#### [Aim of the exercise]
Check the entries below and say how many lines include the word "bool". No other text is wanted.

#### [Supplied data]
◆ ◆ ◆ ◆
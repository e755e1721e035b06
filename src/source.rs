//! Video decode sessions.
//!
//! [`FrameSource`] is the seam between the sampling loop and the decoding
//! layer: anything that can hand out frames in decode order and describe
//! itself with [`VideoMetadata`] can be sampled. [`VideoSource`] is the
//! FFmpeg-backed implementation.
//!
//! A source never distinguishes a clean end of stream from a read or decode
//! error part-way through: both make [`FrameSource::next_frame`] return
//! `None` from then on.

use std::{
    fmt::{Debug, Formatter, Result as FmtResult},
    path::{Path, PathBuf},
    time::Duration,
};

use ffmpeg_next::{
    Error as FfmpegError, Packet,
    codec::context::Context as CodecContext,
    decoder::Video as VideoDecoder,
    format::context::Input,
    frame::Video as VideoFrame,
    media::Type,
};
use image::RgbImage;

use crate::{
    conversion::{self, RgbConverter},
    error::SamplerError,
    metadata::VideoMetadata,
};

/// A sequential supply of decoded frames.
pub trait FrameSource {
    /// Metadata describing the stream.
    fn metadata(&self) -> &VideoMetadata;

    /// Decode the next frame, or `None` once the stream is exhausted.
    fn next_frame(&mut self) -> Option<RgbImage>;
}

/// An open FFmpeg decode session over the best video stream of a file.
///
/// The session is released when the value is dropped.
///
/// # Example
///
/// ```no_run
/// use framesnap::{FrameSource, VideoSource};
///
/// let mut source = VideoSource::open("input.mp4")?;
/// let mut decoded = 0;
/// while let Some(_frame) = source.next_frame() {
///     decoded += 1;
/// }
/// println!("decoded {decoded} frames");
/// # Ok::<(), framesnap::SamplerError>(())
/// ```
pub struct VideoSource {
    input_context: Input,
    decoder: VideoDecoder,
    video_stream_index: usize,
    metadata: VideoMetadata,
    converter: RgbConverter,
    decoded_frame: VideoFrame,
    eof_sent: bool,
    exhausted: bool,
    path: PathBuf,
}

impl Debug for VideoSource {
    fn fmt(&self, f: &mut Formatter<'_>) -> FmtResult {
        f.debug_struct("VideoSource")
            .field("path", &self.path)
            .field("video_stream_index", &self.video_stream_index)
            .field("metadata", &self.metadata)
            .field("exhausted", &self.exhausted)
            .finish_non_exhaustive()
    }
}

impl VideoSource {
    /// Open `path` as a decodable video stream.
    ///
    /// # Errors
    ///
    /// - [`SamplerError::FileOpen`] if FFmpeg cannot open the file or build
    ///   a decoder for its video stream.
    /// - [`SamplerError::NoVideoStream`] if the file has no video stream.
    pub fn open<P: AsRef<Path>>(path: P) -> Result<Self, SamplerError> {
        let path = path.as_ref().to_path_buf();
        let open_error = |reason: String| SamplerError::FileOpen {
            path: path.clone(),
            reason,
        };

        log::debug!("Opening decode session: {}", path.display());

        ffmpeg_next::init()
            .map_err(|error| open_error(format!("FFmpeg initialisation failed: {error}")))?;

        let input_context =
            ffmpeg_next::format::input(&path).map_err(|error| open_error(error.to_string()))?;

        let container_duration = match input_context.duration() {
            micros if micros > 0 => Duration::from_micros(micros as u64),
            _ => Duration::ZERO,
        };

        let (video_stream_index, decoder, frames_per_second, declared_frames) = {
            let stream = input_context
                .streams()
                .best(Type::Video)
                .ok_or(SamplerError::NoVideoStream)?;

            let frames_per_second = conversion::rational_to_rate(stream.avg_frame_rate())
                .or_else(|| conversion::rational_to_rate(stream.rate()))
                .unwrap_or(0.0);

            let decoder = CodecContext::from_parameters(stream.parameters())
                .and_then(|context| context.decoder().video())
                .map_err(|error| open_error(format!("Failed to create video decoder: {error}")))?;

            (stream.index(), decoder, frames_per_second, stream.frames())
        };

        let frame_count = if declared_frames > 0 {
            declared_frames as u64
        } else if frames_per_second > 0.0 {
            (container_duration.as_secs_f64() * frames_per_second) as u64
        } else {
            0
        };

        let codec = decoder
            .codec()
            .map(|codec| codec.name().to_string())
            .unwrap_or_else(|| "unknown".to_string());

        let metadata = VideoMetadata {
            width: decoder.width(),
            height: decoder.height(),
            frames_per_second,
            frame_count,
            duration: container_duration,
            codec,
        };

        log::debug!(
            "Video stream {}: {}x{}, {:.2} fps, codec={}, ~{} frames",
            video_stream_index,
            metadata.width,
            metadata.height,
            metadata.frames_per_second,
            metadata.codec,
            metadata.frame_count,
        );

        Ok(Self {
            input_context,
            decoder,
            video_stream_index,
            metadata,
            converter: RgbConverter::new(),
            decoded_frame: VideoFrame::empty(),
            eof_sent: false,
            exhausted: false,
            path,
        })
    }

    /// Path this session was opened from.
    pub fn path(&self) -> &Path {
        &self.path
    }

    fn stop(&mut self, reason: impl std::fmt::Display) -> Option<RgbImage> {
        log::debug!("Stream ended for {}: {reason}", self.path.display());
        self.exhausted = true;
        None
    }
}

impl FrameSource for VideoSource {
    fn metadata(&self) -> &VideoMetadata {
        &self.metadata
    }

    fn next_frame(&mut self) -> Option<RgbImage> {
        if self.exhausted {
            return None;
        }

        loop {
            if self.decoder.receive_frame(&mut self.decoded_frame).is_ok() {
                return match self.converter.convert(&self.decoded_frame) {
                    Ok(image) => Some(image),
                    Err(error) => {
                        log::warn!("Could not convert decoded frame: {error}");
                        self.stop(error)
                    }
                };
            }

            if self.eof_sent {
                return self.stop("decoder drained");
            }

            let mut packet = Packet::empty();
            match packet.read(&mut self.input_context) {
                Ok(()) => {
                    if packet.stream() == self.video_stream_index {
                        if let Err(error) = self.decoder.send_packet(&packet) {
                            return self.stop(error);
                        }
                    }
                }
                Err(FfmpegError::Eof) => {
                    if let Err(error) = self.decoder.send_eof() {
                        return self.stop(error);
                    }
                    self.eof_sent = true;
                }
                Err(error) => return self.stop(error),
            }
        }
    }
}

impl Drop for VideoSource {
    fn drop(&mut self) {
        log::debug!("Released decode session: {}", self.path.display());
    }
}
//! Interactive input selection.
//!
//! The sampler never prompts anyone. Whoever drives it supplies a
//! [`Picker`] that produces the video path and output directory, and
//! `None` from either method means the operator backed out.

use std::path::{Path, PathBuf};

use dialoguer::{Confirm, Input, theme::ColorfulTheme};

use crate::error::SamplerError;

/// Extensions offered by default when choosing a video.
pub const VIDEO_EXTENSIONS: &[&str] = &["mp4", "avi", "mov", "wmv", "mkv", "flv", "mpeg", "mpg"];

/// Supplies the two inputs of an interactive run.
pub trait Picker {
    /// Choose the video to sample. `Ok(None)` if the operator dismissed the prompt.
    fn pick_video_file(&mut self) -> Result<Option<PathBuf>, SamplerError>;

    /// Choose the output root directory. `Ok(None)` if dismissed.
    fn pick_directory(&mut self) -> Result<Option<PathBuf>, SamplerError>;
}

/// Returns `true` if `path` has one of the [`VIDEO_EXTENSIONS`], ignoring case.
pub fn has_video_extension(path: &Path) -> bool {
    path.extension()
        .and_then(|extension| extension.to_str())
        .is_some_and(|extension| {
            VIDEO_EXTENSIONS
                .iter()
                .any(|known| known.eq_ignore_ascii_case(extension))
        })
}

/// A [`Picker`] that asks on the terminal.
///
/// An empty answer dismisses a prompt. A file without a known video
/// extension is only accepted after an explicit confirmation.
#[derive(Default)]
pub struct TerminalPicker {
    theme: ColorfulTheme,
}

impl TerminalPicker {
    /// Create a picker using dialoguer's colorful theme.
    pub fn new() -> Self {
        Self::default()
    }

    fn ask_path(&self, prompt: &str, must_be_file: bool) -> Result<Option<PathBuf>, SamplerError> {
        let answer: String = Input::with_theme(&self.theme)
            .with_prompt(prompt)
            .allow_empty(true)
            .validate_with(move |input: &String| -> Result<(), String> {
                let trimmed = input.trim();
                if !must_be_file || trimmed.is_empty() || Path::new(trimmed).is_file() {
                    Ok(())
                } else {
                    Err(format!("no such file: {trimmed}"))
                }
            })
            .interact_text()
            .map_err(|error| SamplerError::Prompt(error.to_string()))?;

        let trimmed = answer.trim();
        Ok((!trimmed.is_empty()).then(|| PathBuf::from(trimmed)))
    }
}

impl Picker for TerminalPicker {
    fn pick_video_file(&mut self) -> Result<Option<PathBuf>, SamplerError> {
        let prompt = format!("Video file ({}), empty to cancel", VIDEO_EXTENSIONS.join(", "));
        loop {
            let Some(path) = self.ask_path(&prompt, true)? else {
                return Ok(None);
            };
            if has_video_extension(&path) {
                return Ok(Some(path));
            }

            let accept = Confirm::with_theme(&self.theme)
                .with_prompt(format!(
                    "{} does not look like a video, use it anyway?",
                    path.display()
                ))
                .default(false)
                .interact()
                .map_err(|error| SamplerError::Prompt(error.to_string()))?;
            if accept {
                return Ok(Some(path));
            }
        }
    }

    fn pick_directory(&mut self) -> Result<Option<PathBuf>, SamplerError> {
        self.ask_path("Folder to save the frames in, empty to cancel", false)
    }
}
◆ ◆ ◆ ◆
#### [Exercise result]
4